Primero
esnifé una puntita bastante escueta con la púa de mi amigo el narcisista.
Después bostecé. Bostecé como si no hubiera dormido en años. Pero qué mierda,
pensé, si la suerte, viejo trava y marginal, hace y deshace a gusto y capricho,
como si nuestra vida no fuera sino una flor microscópica que aparece un
instante en el campo y cuando levanta un viento fuerte se extingue y después ya
nadie más sabe de ella. Si no fuera tan cara,
tomaría esta gilada todos los días. Un infierno elegante donde dormir sin
sueños. La cosita tiene ese gusto a muerte que la hace tan real. ¿Qué parte del
corazón se dilata en la aventura? Vida, belleza herida, cristal empañado por
alientos pasajeros. ¿Dónde pica exactamente y qué parte es la que más duele de
vivir? NO TE QUEDES CON LAS GANAS DE NADA decía el comercial televisivo de un
producto adulterado resumiendo el lema de esta época falluta. Ya Freud advirtió
que los deseos están para ser formulados, no necesariamente para cumplirlos.
Entonces apagué el televisior envalentonado y fui derecho a la cocina a quemar
lo que me quedaba.
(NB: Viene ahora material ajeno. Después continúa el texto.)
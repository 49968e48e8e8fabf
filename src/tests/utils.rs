use clap::{ArgMatches, Command};

pub fn get_cmd_args(
    command_str: &str,
    subcommand: Command,
    arg_vec: &Vec<&str>,
) -> Result<ArgMatches, clap::Error> {
    let matches = Command::new("totp")
        .subcommand(subcommand)
        .try_get_matches_from(arg_vec)?;

    let arg_matches = matches.subcommand().unwrap();
    let cmd_args = match arg_matches {
        (cmd, cmd_args) if cmd == command_str => cmd_args.clone(),
        _ => panic!("Expected {} subcommand", command_str),
    };
    Ok(cmd_args)
}
use std::io::{self, Stderr, Stdout, Write};

// Commands write through this seam so tests can capture their output

pub trait OutErr {
    fn write_err(&mut self, s: &str);
    fn write(&mut self, s: &str);
}

pub struct TotpWriter {
    pub out: Stdout,
    pub err: Stderr,
}

impl TotpWriter {
    pub fn new() -> Self {
        TotpWriter {
            out: io::stdout(),
            err: io::stderr(),
        }
    }
}

impl Default for TotpWriter {
    fn default() -> Self {
        TotpWriter::new()
    }
}

impl OutErr for TotpWriter {
    fn write_err(&mut self, s: &str) {
        match self.err.write_all(s.as_bytes()) {
            Ok(_) => (),
            Err(e) => eprintln!("{}", e),
        }
    }

    fn write(&mut self, s: &str) {
        match self.out.write_all(s.as_bytes()) {
            Ok(_) => (),
            Err(e) => eprintln!("{}", e),
        }
    }
}
use clap::{arg, command, ArgMatches, Command};

use super::CommandType;
use crate::totp::{generate_totp_at, GetTime};
use crate::utils::is_base32_key;
use crate::writer::OutErr;

pub fn subcommand() -> Command<'static> {
    command!(CommandType::Get.as_str())
        .about("Get the current one-time password for a secret key")
        .args(&[arg!(-k --key <KEY> "Base32 secret key")
            .required(true)
            .validator(is_base32_key)])
}

pub fn run_get<W, C>(get_args: &ArgMatches, clock: &C, writer: &mut W)
where
    W: OutErr,
    C: GetTime,
{
    let key = match get_args.value_of("key") {
        Some(key) => key,
        _ => {
            writer.write_err("Secret key is required\n");
            return;
        }
    };

    let code = generate_totp_at(key, clock);
    writer.write(&format!("{}\n", code));
}

#[cfg(test)]
mod tests {
    use super::*;
    use crate::cmd::CommandType::Get;
    use crate::tests::constants::RFC_KEY_BASE32;
    use crate::tests::mocks::{MockClock, MockTotpWriter};
    use crate::tests::utils::get_cmd_args;

    #[test]
    fn prints_the_code_for_the_current_window() {
        let mut writer = MockTotpWriter::new();

        let arg_vec = vec!["totp", Get.as_str(), "-k", RFC_KEY_BASE32];
        let get_args = get_cmd_args(Get.as_str(), subcommand(), &arg_vec).unwrap();

        run_get(&get_args, &MockClock::at(59), &mut writer);

        assert_eq!(writer.out, b"287082\n");
        assert_eq!(writer.err, Vec::new());
    }

    #[test]
    fn validates_key_encoding() {
        let arg_vec = vec!["totp", Get.as_str(), "-k", "not-base32!"];
        let get_args = get_cmd_args(Get.as_str(), subcommand(), &arg_vec);

        assert!(get_args.is_err());

        let err = get_args.unwrap_err();

        assert!(
            err.to_string()
                .contains("the key is not a valid base32 encoding"),
            "{}",
            err
        );
    }
}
La piqué con bicarbonato de sodio en una cuchara sobre el
fuego de la hornalla y traté de distinguir su calidad por la forma en la que se
cocinaba. Me pareció que la bolsita lloraba sobre el mármol de la mesada. Con
su blanca, macilenta, palidez. Derramaba lágrimas de merca con novalgina
picada. Y lloré también yo. Por no poder llorar.